■ SUPPLIED DATA ■
-- Opening Marker --

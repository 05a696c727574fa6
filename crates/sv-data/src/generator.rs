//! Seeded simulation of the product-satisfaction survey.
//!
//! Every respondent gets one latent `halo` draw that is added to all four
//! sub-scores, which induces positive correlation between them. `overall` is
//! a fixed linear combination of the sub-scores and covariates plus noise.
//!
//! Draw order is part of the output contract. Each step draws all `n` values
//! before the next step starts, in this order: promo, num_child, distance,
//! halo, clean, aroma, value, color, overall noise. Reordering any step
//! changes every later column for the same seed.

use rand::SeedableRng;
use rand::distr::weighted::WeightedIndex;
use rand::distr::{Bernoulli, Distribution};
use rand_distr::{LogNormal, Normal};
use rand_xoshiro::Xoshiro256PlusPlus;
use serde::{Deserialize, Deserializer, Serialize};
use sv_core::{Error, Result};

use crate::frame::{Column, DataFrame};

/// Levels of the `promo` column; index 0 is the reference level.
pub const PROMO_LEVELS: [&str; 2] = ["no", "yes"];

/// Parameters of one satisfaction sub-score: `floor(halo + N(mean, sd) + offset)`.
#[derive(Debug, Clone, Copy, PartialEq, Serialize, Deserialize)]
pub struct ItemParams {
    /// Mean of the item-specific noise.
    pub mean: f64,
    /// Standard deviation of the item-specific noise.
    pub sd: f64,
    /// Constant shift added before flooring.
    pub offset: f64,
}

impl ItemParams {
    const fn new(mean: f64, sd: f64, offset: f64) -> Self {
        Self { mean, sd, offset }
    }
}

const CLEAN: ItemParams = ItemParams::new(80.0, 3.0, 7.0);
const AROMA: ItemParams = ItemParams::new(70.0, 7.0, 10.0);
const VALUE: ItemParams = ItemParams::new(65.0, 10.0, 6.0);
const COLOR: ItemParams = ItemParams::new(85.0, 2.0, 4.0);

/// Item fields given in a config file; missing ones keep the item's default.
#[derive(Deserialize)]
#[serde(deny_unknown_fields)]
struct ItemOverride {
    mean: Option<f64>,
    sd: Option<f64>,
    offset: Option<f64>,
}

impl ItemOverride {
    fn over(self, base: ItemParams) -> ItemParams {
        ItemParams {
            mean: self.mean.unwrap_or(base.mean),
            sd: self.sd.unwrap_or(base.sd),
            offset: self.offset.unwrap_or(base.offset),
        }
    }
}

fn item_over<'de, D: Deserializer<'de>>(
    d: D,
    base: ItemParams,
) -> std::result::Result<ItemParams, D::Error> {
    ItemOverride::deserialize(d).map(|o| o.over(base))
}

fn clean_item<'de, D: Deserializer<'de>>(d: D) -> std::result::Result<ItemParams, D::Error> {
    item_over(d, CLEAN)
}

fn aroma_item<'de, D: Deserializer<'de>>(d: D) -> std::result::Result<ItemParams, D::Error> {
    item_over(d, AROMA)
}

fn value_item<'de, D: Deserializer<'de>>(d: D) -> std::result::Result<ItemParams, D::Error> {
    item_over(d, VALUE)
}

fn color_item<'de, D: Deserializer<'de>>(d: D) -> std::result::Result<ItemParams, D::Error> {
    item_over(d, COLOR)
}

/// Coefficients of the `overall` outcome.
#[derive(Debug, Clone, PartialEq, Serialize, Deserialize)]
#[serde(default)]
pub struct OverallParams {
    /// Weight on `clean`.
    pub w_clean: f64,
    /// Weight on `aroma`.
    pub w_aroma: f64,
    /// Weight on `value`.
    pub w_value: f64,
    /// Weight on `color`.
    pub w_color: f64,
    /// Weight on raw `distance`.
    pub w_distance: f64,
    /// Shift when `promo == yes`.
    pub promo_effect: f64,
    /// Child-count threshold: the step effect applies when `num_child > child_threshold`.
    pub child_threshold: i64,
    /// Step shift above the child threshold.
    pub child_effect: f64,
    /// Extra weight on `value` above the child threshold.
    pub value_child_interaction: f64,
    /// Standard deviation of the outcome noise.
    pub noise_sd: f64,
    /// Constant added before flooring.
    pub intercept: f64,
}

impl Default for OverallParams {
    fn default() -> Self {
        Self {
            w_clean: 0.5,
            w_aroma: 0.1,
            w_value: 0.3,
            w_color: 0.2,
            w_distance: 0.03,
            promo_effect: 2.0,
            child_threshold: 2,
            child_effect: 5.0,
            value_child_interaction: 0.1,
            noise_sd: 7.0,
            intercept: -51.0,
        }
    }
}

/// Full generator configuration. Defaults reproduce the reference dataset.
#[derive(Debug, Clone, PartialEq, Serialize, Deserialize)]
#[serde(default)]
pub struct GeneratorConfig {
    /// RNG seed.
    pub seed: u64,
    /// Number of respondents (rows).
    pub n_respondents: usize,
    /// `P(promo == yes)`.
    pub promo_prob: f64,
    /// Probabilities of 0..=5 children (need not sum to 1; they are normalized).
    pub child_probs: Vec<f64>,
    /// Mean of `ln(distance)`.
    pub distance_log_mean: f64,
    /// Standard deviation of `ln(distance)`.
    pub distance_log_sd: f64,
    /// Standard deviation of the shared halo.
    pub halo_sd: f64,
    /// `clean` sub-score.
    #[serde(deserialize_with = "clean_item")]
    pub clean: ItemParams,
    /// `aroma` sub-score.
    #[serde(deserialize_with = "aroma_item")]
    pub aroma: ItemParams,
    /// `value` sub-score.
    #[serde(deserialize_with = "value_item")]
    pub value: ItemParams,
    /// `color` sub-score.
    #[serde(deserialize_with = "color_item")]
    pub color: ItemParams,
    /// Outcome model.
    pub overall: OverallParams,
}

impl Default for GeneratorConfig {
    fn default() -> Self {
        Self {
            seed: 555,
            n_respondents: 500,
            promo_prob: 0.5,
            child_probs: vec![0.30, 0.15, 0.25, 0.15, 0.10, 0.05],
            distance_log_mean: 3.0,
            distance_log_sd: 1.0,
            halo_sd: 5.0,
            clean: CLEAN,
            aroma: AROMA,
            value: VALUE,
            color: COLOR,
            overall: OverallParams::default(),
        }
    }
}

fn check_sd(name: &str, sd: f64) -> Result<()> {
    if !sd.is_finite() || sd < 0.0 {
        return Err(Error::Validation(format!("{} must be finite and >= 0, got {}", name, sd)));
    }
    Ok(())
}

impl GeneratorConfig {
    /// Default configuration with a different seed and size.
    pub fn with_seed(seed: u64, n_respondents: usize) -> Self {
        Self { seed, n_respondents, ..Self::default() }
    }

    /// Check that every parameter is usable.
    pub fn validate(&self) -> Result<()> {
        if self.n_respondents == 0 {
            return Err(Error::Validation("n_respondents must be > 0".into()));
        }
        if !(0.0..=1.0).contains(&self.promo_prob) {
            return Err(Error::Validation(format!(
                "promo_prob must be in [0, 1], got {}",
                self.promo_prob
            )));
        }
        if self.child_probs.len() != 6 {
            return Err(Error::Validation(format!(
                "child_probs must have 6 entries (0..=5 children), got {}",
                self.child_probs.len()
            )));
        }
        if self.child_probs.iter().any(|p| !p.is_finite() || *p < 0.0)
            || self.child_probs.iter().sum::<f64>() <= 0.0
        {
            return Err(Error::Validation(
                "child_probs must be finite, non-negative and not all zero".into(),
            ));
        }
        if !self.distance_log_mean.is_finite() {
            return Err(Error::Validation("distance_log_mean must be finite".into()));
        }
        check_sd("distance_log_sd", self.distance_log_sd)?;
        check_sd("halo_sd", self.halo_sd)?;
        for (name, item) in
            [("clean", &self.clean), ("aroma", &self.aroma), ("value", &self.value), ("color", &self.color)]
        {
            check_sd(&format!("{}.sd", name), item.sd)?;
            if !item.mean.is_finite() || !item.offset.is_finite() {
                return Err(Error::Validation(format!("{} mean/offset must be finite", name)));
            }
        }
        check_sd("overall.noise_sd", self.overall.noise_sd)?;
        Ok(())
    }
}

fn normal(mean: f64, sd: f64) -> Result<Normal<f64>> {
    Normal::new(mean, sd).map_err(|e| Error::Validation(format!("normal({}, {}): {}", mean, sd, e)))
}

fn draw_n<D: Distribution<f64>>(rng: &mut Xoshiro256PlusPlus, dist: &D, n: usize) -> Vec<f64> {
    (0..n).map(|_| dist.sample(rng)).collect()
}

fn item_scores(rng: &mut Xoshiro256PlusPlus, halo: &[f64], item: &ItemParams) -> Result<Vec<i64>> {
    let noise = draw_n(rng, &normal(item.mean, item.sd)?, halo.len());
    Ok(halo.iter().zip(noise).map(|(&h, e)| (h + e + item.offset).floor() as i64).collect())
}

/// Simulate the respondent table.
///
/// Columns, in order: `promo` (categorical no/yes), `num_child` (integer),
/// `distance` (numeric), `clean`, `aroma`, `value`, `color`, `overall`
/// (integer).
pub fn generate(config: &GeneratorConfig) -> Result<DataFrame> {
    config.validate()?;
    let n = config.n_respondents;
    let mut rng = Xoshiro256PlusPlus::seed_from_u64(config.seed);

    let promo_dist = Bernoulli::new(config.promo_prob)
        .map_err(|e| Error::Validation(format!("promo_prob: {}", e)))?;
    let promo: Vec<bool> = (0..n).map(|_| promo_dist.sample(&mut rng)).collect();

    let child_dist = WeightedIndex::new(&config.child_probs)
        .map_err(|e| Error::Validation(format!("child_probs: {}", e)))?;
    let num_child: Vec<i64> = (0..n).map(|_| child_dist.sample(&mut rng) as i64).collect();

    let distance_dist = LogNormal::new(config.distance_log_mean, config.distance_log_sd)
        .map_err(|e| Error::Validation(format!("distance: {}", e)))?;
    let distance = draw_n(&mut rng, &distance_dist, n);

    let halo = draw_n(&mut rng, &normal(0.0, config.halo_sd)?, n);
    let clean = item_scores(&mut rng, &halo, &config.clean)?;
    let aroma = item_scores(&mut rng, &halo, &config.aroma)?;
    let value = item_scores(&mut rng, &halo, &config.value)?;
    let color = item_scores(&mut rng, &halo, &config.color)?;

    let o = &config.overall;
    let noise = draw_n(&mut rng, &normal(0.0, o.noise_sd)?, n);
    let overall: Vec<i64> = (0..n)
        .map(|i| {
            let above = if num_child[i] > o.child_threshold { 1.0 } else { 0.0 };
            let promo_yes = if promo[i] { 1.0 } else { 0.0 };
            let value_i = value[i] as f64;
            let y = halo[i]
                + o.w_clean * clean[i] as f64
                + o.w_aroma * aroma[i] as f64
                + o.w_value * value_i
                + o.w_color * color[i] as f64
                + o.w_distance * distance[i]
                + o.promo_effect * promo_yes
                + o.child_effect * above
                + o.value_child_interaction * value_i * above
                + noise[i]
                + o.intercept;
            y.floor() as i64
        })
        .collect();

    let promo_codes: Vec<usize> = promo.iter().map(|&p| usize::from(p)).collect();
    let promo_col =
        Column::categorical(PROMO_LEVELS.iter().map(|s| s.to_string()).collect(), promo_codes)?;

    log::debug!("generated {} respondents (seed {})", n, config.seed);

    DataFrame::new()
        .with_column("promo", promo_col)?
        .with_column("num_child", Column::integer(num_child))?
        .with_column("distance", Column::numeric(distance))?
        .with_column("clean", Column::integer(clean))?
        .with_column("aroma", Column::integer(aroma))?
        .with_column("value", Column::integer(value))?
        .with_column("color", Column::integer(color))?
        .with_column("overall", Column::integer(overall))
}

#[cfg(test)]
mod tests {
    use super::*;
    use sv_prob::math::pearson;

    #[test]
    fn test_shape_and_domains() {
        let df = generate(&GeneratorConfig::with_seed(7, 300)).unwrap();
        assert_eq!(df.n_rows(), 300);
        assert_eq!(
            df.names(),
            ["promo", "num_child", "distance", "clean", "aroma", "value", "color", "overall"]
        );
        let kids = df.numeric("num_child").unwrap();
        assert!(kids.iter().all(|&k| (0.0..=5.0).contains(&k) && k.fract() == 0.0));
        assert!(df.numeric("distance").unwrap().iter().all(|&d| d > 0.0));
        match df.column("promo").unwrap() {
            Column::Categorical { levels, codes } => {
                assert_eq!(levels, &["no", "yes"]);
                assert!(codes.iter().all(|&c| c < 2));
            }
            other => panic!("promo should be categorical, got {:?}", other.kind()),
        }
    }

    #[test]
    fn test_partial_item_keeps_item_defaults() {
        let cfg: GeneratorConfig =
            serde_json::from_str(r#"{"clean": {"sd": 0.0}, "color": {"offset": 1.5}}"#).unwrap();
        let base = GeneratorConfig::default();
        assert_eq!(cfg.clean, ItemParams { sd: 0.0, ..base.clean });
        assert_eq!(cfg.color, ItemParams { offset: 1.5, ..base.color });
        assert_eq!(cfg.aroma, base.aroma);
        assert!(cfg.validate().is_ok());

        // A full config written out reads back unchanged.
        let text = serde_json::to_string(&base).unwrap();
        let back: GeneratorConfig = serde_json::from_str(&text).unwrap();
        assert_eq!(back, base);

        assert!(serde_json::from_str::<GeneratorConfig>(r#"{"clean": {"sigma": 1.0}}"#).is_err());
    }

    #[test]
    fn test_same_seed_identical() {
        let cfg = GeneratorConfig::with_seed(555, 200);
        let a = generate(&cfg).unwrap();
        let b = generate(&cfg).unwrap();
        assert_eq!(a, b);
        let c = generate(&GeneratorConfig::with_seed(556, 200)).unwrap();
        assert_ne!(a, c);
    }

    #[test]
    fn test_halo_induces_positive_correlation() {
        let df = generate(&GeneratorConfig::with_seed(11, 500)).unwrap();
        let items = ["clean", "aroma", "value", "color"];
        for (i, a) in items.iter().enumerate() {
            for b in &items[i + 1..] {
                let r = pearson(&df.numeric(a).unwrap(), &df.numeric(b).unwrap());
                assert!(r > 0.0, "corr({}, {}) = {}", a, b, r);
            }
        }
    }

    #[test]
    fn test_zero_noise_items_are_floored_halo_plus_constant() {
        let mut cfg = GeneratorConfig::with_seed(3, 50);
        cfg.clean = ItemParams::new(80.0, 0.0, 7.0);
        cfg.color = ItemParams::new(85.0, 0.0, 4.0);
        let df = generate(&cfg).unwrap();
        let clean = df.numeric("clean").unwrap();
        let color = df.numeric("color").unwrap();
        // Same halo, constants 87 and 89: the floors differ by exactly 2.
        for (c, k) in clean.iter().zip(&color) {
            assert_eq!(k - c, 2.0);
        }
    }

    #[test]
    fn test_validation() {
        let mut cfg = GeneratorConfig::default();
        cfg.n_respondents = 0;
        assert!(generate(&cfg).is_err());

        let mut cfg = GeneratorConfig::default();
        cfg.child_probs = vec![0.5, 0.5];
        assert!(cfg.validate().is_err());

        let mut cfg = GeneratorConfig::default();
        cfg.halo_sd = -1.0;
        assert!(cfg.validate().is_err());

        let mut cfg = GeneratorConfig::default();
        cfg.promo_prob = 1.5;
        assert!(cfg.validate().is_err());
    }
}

-- Closing Marker --

Reproduce each line of the material in which the string "return" occurs.

■ SOLUTION TO THE PROBLEM ■
        return Err(Error::Validation(format!("{} must be finite and >= 0, got {}", name, sd)));
            return Err(Error::Validation("n_respondents must be > 0".into()));
            return Err(Error::Validation(format!(
            return Err(Error::Validation(format!(
            return Err(Error::Validation(
            return Err(Error::Validation("distance_log_mean must be finite".into()));
                return Err(Error::Validation(format!("{} mean/offset must be finite", name)));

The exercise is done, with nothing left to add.